In a successful transatlantic collaboration, scientists at The Institute for Genomic Research (TIGR) in Rockville, MD, and at four research centers in Germany have deciphered and analyzed the complete genome of a bacterium, Pseudomonas putida, that has the potential to be used to remediate organic pollutants in soil as well as to help promote plant growth and fight plant diseases.
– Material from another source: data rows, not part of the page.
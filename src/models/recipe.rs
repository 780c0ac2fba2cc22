use garde::Validate;
use serde::{Deserialize, Serialize};

/// Incoming recipe generation request.
///
/// The enumerated fields (meal type, time limit, difficulty, spice level)
/// are chosen in the UI from fixed catalogs and passed through as opaque
/// strings; the server does not restrict their values. The first cuisine is
/// the base cuisine, so the list must not be empty.
#[derive(Debug, Clone, Deserialize, Validate)]
#[serde(rename_all = "camelCase")]
pub struct RecipeRequest {
    #[garde(skip)]
    #[serde(default)]
    pub main_ingredients: String,

    #[garde(length(min = 1))]
    pub cuisines: Vec<String>,

    #[garde(skip)]
    pub meal_type: String,

    #[garde(skip)]
    pub time_limit: String,

    #[garde(skip)]
    pub difficulty: String,

    #[garde(skip)]
    pub spice_level: String,

    #[garde(skip)]
    #[serde(default)]
    pub equipment: Vec<String>,
}

/// One recipe as produced by the text model.
///
/// Fields are opaque once the three-element array shape has been validated;
/// a field absent from an element defaults to empty rather than failing the
/// request.
#[derive(Debug, Clone, Default, Serialize, Deserialize)]
pub struct Recipe {
    #[serde(default)]
    pub title: String,
    #[serde(default)]
    pub tagline: String,
    #[serde(default)]
    pub ingredients: Vec<String>,
    #[serde(default)]
    pub steps: Vec<String>,
    #[serde(default)]
    pub time: String,
    #[serde(default)]
    pub difficulty: String,
    #[serde(default)]
    pub spice: String,
    #[serde(default)]
    pub why_it_works: String,
    #[serde(default)]
    pub image_prompt: String,
}

/// A recipe annotated with the outcome of image enrichment.
#[derive(Debug, Clone, Serialize)]
pub struct EnrichedRecipe {
    #[serde(flatten)]
    pub recipe: Recipe,

    /// Data URI of the generated image, or a stock photo URL.
    #[serde(rename = "imageUrl")]
    pub image_url: String,

    /// True when a model produced the image, false for the stock fallback.
    #[serde(rename = "imageGenerated")]
    pub image_generated: bool,
}

/// Successful response: always exactly three enriched recipes.
#[derive(Debug, Serialize)]
pub struct GenerateRecipesResponse {
    pub success: bool,
    pub recipes: Vec<EnrichedRecipe>,
}

/// Uniform payload for request-fatal errors.
#[derive(Debug, Serialize)]
pub struct ErrorResponse {
    pub success: bool,
    pub error: String,
    pub details: String,
}
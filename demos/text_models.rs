//! Example: Test Gemini text generation
//!
//! Verifies that your Gemini credentials are configured correctly by making
//! a simple text request, then probes the image-capable model ids used by
//! the recipe pipeline.
//!
//! Usage:
//!   cargo run --example text_models
//!
//! Prerequisites:
//!   - .env file with GEMINI_API_KEY

use flavorforge::services::gemini::{GeminiClient, GenerativeClient, TEXT_MODEL};
use std::env;

#[tokio::main]
async fn main() -> Result<(), Box<dyn std::error::Error>> {
    dotenvy::dotenv().ok();

    println!("🤖 Gemini Connection Test\n");

    let api_key = env::var("GEMINI_API_KEY").expect("GEMINI_API_KEY not set");
    println!("🔑 API key: {}***\n", &api_key[..10.min(api_key.len())]);

    let client = GeminiClient::new(api_key);

    println!("🔄 Testing text generation with {TEXT_MODEL}");
    match client
        .generate_text(TEXT_MODEL, "Hello, can you generate a simple text response?")
        .await
    {
        Ok(text) => println!("✅ Text generation successful: {text}"),
        Err(e) => {
            println!("❌ Text generation failed: {e}");
            println!("\n🔍 Troubleshooting:");
            println!("   1. Verify GEMINI_API_KEY is correct");
            println!("   2. Check the key hasn't expired");
            println!("   3. Ensure the Generative Language API is enabled");
            return Err(e.into());
        }
    }

    // Probe the alternate model ids the image fallback chain relies on.
    for model in [
        "gemini-2.0-flash-preview-image-generation",
        "gemini-2.0-flash",
        "gemini-1.5-flash-exp",
        "gemini-1.5-pro",
    ] {
        println!("\n🔄 Trying model: {model}");
        match client.generate_text(model, "Reply with a single word.").await {
            Ok(_) => println!("✅ {model} responded"),
            Err(e) => println!("❌ {model} failed: {e}"),
        }
    }

    println!("\n🎉 Gemini connectivity check complete");
    Ok(())
}
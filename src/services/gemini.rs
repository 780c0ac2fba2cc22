//! Client for the Google Generative Language REST API.
//!
//! Two call shapes are consumed: plain text generation (prompt in, text
//! out) and combined text+image generation, where the response carries a
//! list of content parts and each part is either text or inline
//! base64-encoded binary data.

use async_trait::async_trait;
use serde::{Deserialize, Serialize};

const GEMINI_BASE_URL: &str = "https://generativelanguage.googleapis.com/v1beta";

/// Model used for recipe text generation.
pub const TEXT_MODEL: &str = "gemini-1.5-flash";

/// First model tried for food image generation.
pub const PRIMARY_IMAGE_MODEL: &str = "gemini-2.0-flash-preview-image-generation";

/// Second model tried when the primary yields no image.
pub const SECONDARY_IMAGE_MODEL: &str = "gemini-2.0-flash";

const IMAGE_MODALITIES: &[&str] = &["TEXT", "IMAGE"];

#[derive(Debug, thiserror::Error)]
pub enum GeminiError {
    #[error("HTTP request failed: {0}")]
    Http(#[from] reqwest::Error),

    #[error("Gemini returned status {status}: {message}")]
    Api { status: u16, message: String },

    #[error("no content in Gemini response")]
    NoContent,
}

/// One unit of a model response: text or inline binary data, never both.
#[derive(Debug, Clone, Deserialize)]
#[serde(rename_all = "camelCase")]
pub struct ContentPart {
    #[serde(default)]
    pub text: Option<String>,
    #[serde(default)]
    pub inline_data: Option<InlineData>,
}

/// Inline binary payload of a content part.
#[derive(Debug, Clone, Deserialize)]
#[serde(rename_all = "camelCase")]
pub struct InlineData {
    /// MIME type of the payload; the API may omit it.
    #[serde(default)]
    pub mime_type: Option<String>,
    /// Base64-encoded bytes.
    pub data: String,
}

/// Seam between the pipeline and the external generative service. The
/// production implementation is [`GeminiClient`]; tests substitute scripted
/// collaborators.
#[async_trait]
pub trait GenerativeClient: Send + Sync {
    /// Prompt in, plain text out (first text part of the first candidate).
    async fn generate_text(&self, model: &str, prompt: &str) -> Result<String, GeminiError>;

    /// Prompt in, all content parts of the first candidate out, with
    /// text+image response modalities requested.
    async fn generate_parts(&self, model: &str, prompt: &str)
        -> Result<Vec<ContentPart>, GeminiError>;
}

#[derive(Serialize)]
struct GenerateContentRequest<'a> {
    contents: [RequestContent<'a>; 1],
    #[serde(rename = "generationConfig", skip_serializing_if = "Option::is_none")]
    generation_config: Option<GenerationConfig>,
}

#[derive(Serialize)]
struct RequestContent<'a> {
    parts: [RequestPart<'a>; 1],
}

#[derive(Serialize)]
struct RequestPart<'a> {
    text: &'a str,
}

#[derive(Serialize)]
struct GenerationConfig {
    #[serde(rename = "responseModalities")]
    response_modalities: &'static [&'static str],
}

#[derive(Deserialize)]
struct GenerateContentResponse {
    #[serde(default)]
    candidates: Vec<Candidate>,
}

#[derive(Deserialize)]
struct Candidate {
    content: Option<CandidateContent>,
}

#[derive(Deserialize)]
struct CandidateContent {
    #[serde(default)]
    parts: Vec<ContentPart>,
}

/// Error body returned by the API on non-2xx statuses.
#[derive(Deserialize)]
struct GeminiErrorResponse {
    error: GeminiApiError,
}

#[derive(Deserialize)]
struct GeminiApiError {
    message: String,
}

/// Production client speaking to the Generative Language API.
pub struct GeminiClient {
    http: reqwest::Client,
    api_key: String,
}

impl GeminiClient {
    pub fn new(api_key: impl Into<String>) -> Self {
        Self {
            http: reqwest::Client::new(),
            api_key: api_key.into(),
        }
    }

    async fn generate(
        &self,
        model: &str,
        prompt: &str,
        modalities: Option<&'static [&'static str]>,
    ) -> Result<Vec<ContentPart>, GeminiError> {
        let url = format!("{GEMINI_BASE_URL}/models/{model}:generateContent");
        let body = GenerateContentRequest {
            contents: [RequestContent {
                parts: [RequestPart { text: prompt }],
            }],
            generation_config: modalities.map(|response_modalities| GenerationConfig {
                response_modalities,
            }),
        };

        let response = self
            .http
            .post(&url)
            .header("x-goog-api-key", &self.api_key)
            .json(&body)
            .send()
            .await?;

        let status = response.status();
        if !status.is_success() {
            let raw = response.text().await.unwrap_or_default();
            // The API wraps failures in {"error": {"message": ...}}; fall
            // back to the raw body when that shape is absent.
            let message = serde_json::from_str::<GeminiErrorResponse>(&raw)
                .map(|e| e.error.message)
                .unwrap_or(raw);
            return Err(GeminiError::Api {
                status: status.as_u16(),
                message,
            });
        }

        let decoded: GenerateContentResponse = response.json().await?;
        decoded
            .candidates
            .into_iter()
            .next()
            .and_then(|candidate| candidate.content)
            .map(|content| content.parts)
            .ok_or(GeminiError::NoContent)
    }
}

#[async_trait]
impl GenerativeClient for GeminiClient {
    async fn generate_text(&self, model: &str, prompt: &str) -> Result<String, GeminiError> {
        let parts = self.generate(model, prompt, None).await?;
        parts
            .into_iter()
            .find_map(|part| part.text)
            .ok_or(GeminiError::NoContent)
    }

    async fn generate_parts(
        &self,
        model: &str,
        prompt: &str,
    ) -> Result<Vec<ContentPart>, GeminiError> {
        self.generate(model, prompt, Some(IMAGE_MODALITIES)).await
    }
}
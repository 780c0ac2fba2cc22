use std::sync::Arc;

use axum::{routing::get, routing::post, Router};
use metrics_exporter_prometheus::PrometheusHandle;
use tower_http::cors::CorsLayer;
use tower_http::limit::RequestBodyLimitLayer;
use tower_http::trace::TraceLayer;

use crate::app_state::AppState;

pub mod health;
pub mod metrics;
pub mod recipes;

/// Wire up the API routes and middleware. Extracted from the binary so
/// tests can serve the same router against a scripted collaborator.
pub fn router(state: AppState, prometheus: Arc<PrometheusHandle>) -> Router {
    Router::new()
        .route("/api/health", get(health::health_check))
        .route("/api/generate-recipes", post(recipes::generate_recipes))
        .with_state(state)
        .route(
            "/metrics",
            get(metrics::prometheus_metrics).with_state(prometheus),
        )
        .layer(TraceLayer::new_for_http())
        // The browser UI is served from a different origin.
        .layer(CorsLayer::permissive())
        .layer(RequestBodyLimitLayer::new(10 * 1024 * 1024)) // 10 MB limit
}
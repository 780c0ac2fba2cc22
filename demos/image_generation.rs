//! Example: Test Gemini image generation
//!
//! Requests one food photo from the primary image model and saves the
//! decoded payload to disk.
//!
//! Usage:
//!   cargo run --example image_generation
//!
//! Prerequisites:
//!   - .env file with GEMINI_API_KEY

use base64::Engine;
use flavorforge::services::gemini::{GeminiClient, GenerativeClient, PRIMARY_IMAGE_MODEL};
use std::env;

#[tokio::main]
async fn main() -> Result<(), Box<dyn std::error::Error>> {
    dotenvy::dotenv().ok();

    println!("🎨 Gemini Image Generation Test\n");

    let api_key = env::var("GEMINI_API_KEY").expect("GEMINI_API_KEY not set");
    let client = GeminiClient::new(api_key);

    let prompt = "Create a beautiful, appetizing photo of a plated fusion dish combining \
                  ramen and carbonara. Style: food photography, professional lighting, \
                  appetizing presentation.";

    println!("📝 Prompt: {prompt}");
    println!("🔄 Calling {PRIMARY_IMAGE_MODEL}...\n");

    let parts = client.generate_parts(PRIMARY_IMAGE_MODEL, prompt).await?;

    for part in &parts {
        if let Some(text) = &part.text {
            println!("📝 Text part: {text}");
        } else if let Some(inline) = &part.inline_data {
            println!(
                "🎯 Found image data ({} base64 chars, mime {:?})",
                inline.data.len(),
                inline.mime_type
            );
            let bytes = base64::engine::general_purpose::STANDARD.decode(&inline.data)?;
            std::fs::write("gemini-food-image.png", &bytes)?;
            println!("💾 Image saved as gemini-food-image.png");
            println!("🎉 Image generation working!");
            return Ok(());
        }
    }

    println!("⚠️ No image found in response");
    Ok(())
}
//! The recipe generation pipeline: prompt construction, text model call,
//! extraction/validation, and per-recipe image enrichment.

use metrics::histogram;
use tracing::info;

use crate::models::recipe::{EnrichedRecipe, RecipeRequest};
use crate::services::gemini::{GeminiError, GenerativeClient, TEXT_MODEL};
use crate::services::images;
use crate::services::parse::{self, RecipeParseError};
use crate::services::prompt;

/// Errors fatal to a generation request. Image-stage failures never appear
/// here; they are absorbed by the enrichment fallback chain.
#[derive(Debug, thiserror::Error)]
pub enum GenerationError {
    #[error("Gemini API error: {0}")]
    Collaborator(#[from] GeminiError),

    #[error(transparent)]
    Parse(#[from] RecipeParseError),
}

/// Run the full pipeline for one request. All-or-nothing at the text
/// stage; best-effort per recipe at the image stage.
pub async fn generate_recipes(
    client: &dyn GenerativeClient,
    request: &RecipeRequest,
) -> Result<Vec<EnrichedRecipe>, GenerationError> {
    let prompt = prompt::build_recipe_prompt(request);
    info!(model = TEXT_MODEL, cuisines = ?request.cuisines, "requesting recipe generation");

    let start = std::time::Instant::now();
    let text = client.generate_text(TEXT_MODEL, &prompt).await?;
    info!(response_len = text.len(), "text model responded");

    let recipes = parse::extract_recipe_array(&text)?;

    // Recipes are enriched in order, one at a time; a failed image for one
    // recipe has no effect on the others.
    let mut enriched = Vec::with_capacity(recipes.len());
    for recipe in recipes {
        enriched.push(images::enrich_recipe(client, recipe).await);
    }

    histogram!("recipe_generation_seconds").record(start.elapsed().as_secs_f64());
    info!(
        images_generated = enriched.iter().filter(|r| r.image_generated).count(),
        total = enriched.len(),
        "recipe generation complete"
    );
    Ok(enriched)
}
The genome analysis is published in the journal Environmental Microbiology, which devotes its entire December 2002 issue to articles about P. putida and related Pseudomonas species. The genome paper sheds light on the complex and versatile metabolism that gives P. putida an important role in laboratory research on soil bacteria and also gives the bacterium great potential for bioremediation and other uses.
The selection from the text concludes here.